Instructions for the task =
Print the data that follows exactly as it stands, from its first line through the line containing "use super::answers::FormAnswers;", and stop there.

Data to process =
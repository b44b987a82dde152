//! Field validators for the quote wizard.
//!
//! One validator per field, looked up by [`FormField`]. Step validation runs
//! the validators for the fields on that step; submission runs all of them.

use once_cell::sync::Lazy;
use serde::{Deserialize, Serialize};
use std::collections::{BTreeMap, HashMap};
use std::fmt;

use super::answers::FormAnswers;
use super::step::WizardStep;
use crate::domain::foundation::ValidationError;

const MAX_NOTES_LEN: usize = 2000;
const MIN_PHONE_LEN: usize = 7;
const MAX_PHONE_LEN: usize = 20;

/// Every field the wizard collects, in form order.
#[derive(Debug, Clone, Copy, PartialEq, Eq, Hash, PartialOrd, Ord, Serialize, Deserialize)]
#[serde(rename_all = "snake_case")]
pub enum FormField {
    Industry,
    TeamSizeTier,
    OperatingEntitiesTier,
    NonOperatingEntitiesTier,
    DataSourcesTier,
    WorkflowComplexity,
    SecurityLevel,
    ComplianceNeeds,
    AddOns,
    SupportLevel,
    FirstName,
    LastName,
    Email,
    Company,
    Phone,
    PreferredTime,
    Timezone,
    AdditionalNotes,
}

impl FormField {
    pub const ALL: [FormField; 18] = [
        FormField::Industry,
        FormField::TeamSizeTier,
        FormField::OperatingEntitiesTier,
        FormField::NonOperatingEntitiesTier,
        FormField::DataSourcesTier,
        FormField::WorkflowComplexity,
        FormField::SecurityLevel,
        FormField::ComplianceNeeds,
        FormField::AddOns,
        FormField::SupportLevel,
        FormField::FirstName,
        FormField::LastName,
        FormField::Email,
        FormField::Company,
        FormField::Phone,
        FormField::PreferredTime,
        FormField::Timezone,
        FormField::AdditionalNotes,
    ];

    pub fn as_str(self) -> &'static str {
        match self {
            FormField::Industry => "industry",
            FormField::TeamSizeTier => "team_size_tier",
            FormField::OperatingEntitiesTier => "operating_entities_tier",
            FormField::NonOperatingEntitiesTier => "non_operating_entities_tier",
            FormField::DataSourcesTier => "data_sources_tier",
            FormField::WorkflowComplexity => "workflow_complexity",
            FormField::SecurityLevel => "security_level",
            FormField::ComplianceNeeds => "compliance_needs",
            FormField::AddOns => "add_ons",
            FormField::SupportLevel => "support_level",
            FormField::FirstName => "first_name",
            FormField::LastName => "last_name",
            FormField::Email => "email",
            FormField::Company => "company",
            FormField::Phone => "phone",
            FormField::PreferredTime => "preferred_time",
            FormField::Timezone => "timezone",
            FormField::AdditionalNotes => "additional_notes",
        }
    }

    /// The wizard step that collects this field.
    pub fn step(self) -> WizardStep {
        WizardStep::FORM_STEPS
            .into_iter()
            .find(|step| step.fields().contains(&self))
            .unwrap_or(WizardStep::Step5)
    }
}

impl fmt::Display for FormField {
    fn fmt(&self, f: &mut fmt::Formatter<'_>) -> fmt::Result {
        f.write_str(self.as_str())
    }
}

/// Inline error messages keyed by field.
#[derive(Debug, Clone, Default, PartialEq, Eq, Serialize, Deserialize)]
#[serde(transparent)]
pub struct FieldErrors(BTreeMap<FormField, String>);

impl FieldErrors {
    pub fn new() -> Self {
        Self::default()
    }

    pub fn insert(&mut self, field: FormField, message: impl Into<String>) {
        self.0.insert(field, message.into());
    }

    pub fn get(&self, field: FormField) -> Option<&str> {
        self.0.get(&field).map(String::as_str)
    }

    pub fn contains(&self, field: FormField) -> bool {
        self.0.contains_key(&field)
    }

    pub fn fields(&self) -> impl Iterator<Item = FormField> + '_ {
        self.0.keys().copied()
    }

    pub fn iter(&self) -> impl Iterator<Item = (FormField, &str)> + '_ {
        self.0.iter().map(|(field, msg)| (*field, msg.as_str()))
    }

    pub fn len(&self) -> usize {
        self.0.len()
    }

    pub fn is_empty(&self) -> bool {
        self.0.is_empty()
    }

    /// Drops errors whose field now passes validation.
    pub fn retain_failing(&mut self, answers: &FormAnswers) {
        self.0
            .retain(|field, _| validate_field(*field, answers).is_err());
    }
}

type FieldValidator = fn(&FormAnswers) -> Result<(), ValidationError>;

static VALIDATORS: Lazy<HashMap<FormField, FieldValidator>> = Lazy::new(|| {
    let mut table: HashMap<FormField, FieldValidator> = HashMap::new();
    table.insert(FormField::Industry, |a| {
        require_selected("industry", a.industry.is_some())
    });
    table.insert(FormField::SupportLevel, |a| {
        require_selected("support_level", a.support_level.is_some())
    });
    table.insert(FormField::FirstName, |a| require_text("first_name", &a.first_name));
    table.insert(FormField::LastName, |a| require_text("last_name", &a.last_name));
    table.insert(FormField::Company, |a| require_text("company", &a.company));
    table.insert(FormField::Email, |a| validate_email(&a.email));
    table.insert(FormField::Phone, |a| validate_phone(a.phone.as_deref()));
    table.insert(FormField::PreferredTime, |a| {
        require_selected("preferred_time", a.preferred_time.is_some())
    });
    table.insert(FormField::Timezone, |a| {
        require_selected("timezone", a.timezone.is_some())
    });
    table.insert(FormField::AdditionalNotes, |a| {
        validate_notes(a.additional_notes.as_deref())
    });
    table
});

/// Validates a single field. Fields without a validator (sliders, optional
/// selections) always pass.
pub fn validate_field(field: FormField, answers: &FormAnswers) -> Result<(), ValidationError> {
    match VALIDATORS.get(&field) {
        Some(validator) => validator(answers),
        None => Ok(()),
    }
}

/// Validates a subset of fields, collecting every failure.
pub fn validate_fields(fields: &[FormField], answers: &FormAnswers) -> Result<(), FieldErrors> {
    let mut errors = FieldErrors::new();
    for field in fields {
        if let Err(err) = validate_field(*field, answers) {
            errors.insert(*field, message_for(&err));
        }
    }
    if errors.is_empty() {
        Ok(())
    } else {
        Err(errors)
    }
}

/// Validates the fields that belong to one step.
pub fn validate_step(step: WizardStep, answers: &FormAnswers) -> Result<(), FieldErrors> {
    validate_fields(step.fields(), answers)
}

/// Validates the whole record.
pub fn validate_all(answers: &FormAnswers) -> Result<(), FieldErrors> {
    validate_fields(&FormField::ALL, answers)
}

fn message_for(err: &ValidationError) -> String {
    match err {
        ValidationError::EmptyField { .. } => "This field is required".to_string(),
        ValidationError::OutOfRange { min, max, .. } => {
            format!("Must be between {} and {}", min, max)
        }
        ValidationError::InvalidFormat { reason, .. } => reason.clone(),
    }
}

fn require_selected(field: &str, selected: bool) -> Result<(), ValidationError> {
    if selected {
        Ok(())
    } else {
        Err(ValidationError::empty_field(field))
    }
}

fn require_text(field: &str, value: &str) -> Result<(), ValidationError> {
    if value.trim().is_empty() {
        Err(ValidationError::empty_field(field))
    } else {
        Ok(())
    }
}

fn validate_email(email: &str) -> Result<(), ValidationError> {
    let email = email.trim();
    require_text("email", email)?;

    let invalid = || ValidationError::invalid_format("email", "Please enter a valid email address");
    if email.chars().any(char::is_whitespace) {
        return Err(invalid());
    }
    let (local, domain) = email.split_once('@').ok_or_else(invalid)?;
    if local.is_empty() || domain.contains('@') {
        return Err(invalid());
    }
    let labels: Vec<&str> = domain.split('.').collect();
    if labels.len() < 2 || labels.iter().any(|label| label.is_empty()) {
        return Err(invalid());
    }
    Ok(())
}

fn validate_phone(phone: Option<&str>) -> Result<(), ValidationError> {
    let phone = match phone.map(str::trim) {
        Some(p) if !p.is_empty() => p,
        _ => return Ok(()),
    };
    let allowed = |c: char| c.is_ascii_digit() || matches!(c, ' ' | '+' | '-' | '(' | ')');
    let len = phone.chars().count();
    if !(MIN_PHONE_LEN..=MAX_PHONE_LEN).contains(&len) || !phone.chars().all(allowed) {
        return Err(ValidationError::invalid_format(
            "phone",
            "Please enter a valid phone number",
        ));
    }
    Ok(())
}

fn validate_notes(notes: Option<&str>) -> Result<(), ValidationError> {
    match notes {
        Some(n) if n.chars().count() > MAX_NOTES_LEN => Err(ValidationError::invalid_format(
            "additional_notes",
            format!("Must be at most {} characters", MAX_NOTES_LEN),
        )),
        _ => Ok(()),
    }
}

Reply to the task =
repository b44b987a82dde152
//! Field validators for the quote wizard.
//!
//! One validator per field, looked up by [`FormField`]. Step validation runs
//! the validators for the fields on that step; submission runs all of them.

use once_cell::sync::Lazy;
use serde::{Deserialize, Serialize};
use std::collections::{BTreeMap, HashMap};
use std::fmt;

use super::answers::FormAnswers;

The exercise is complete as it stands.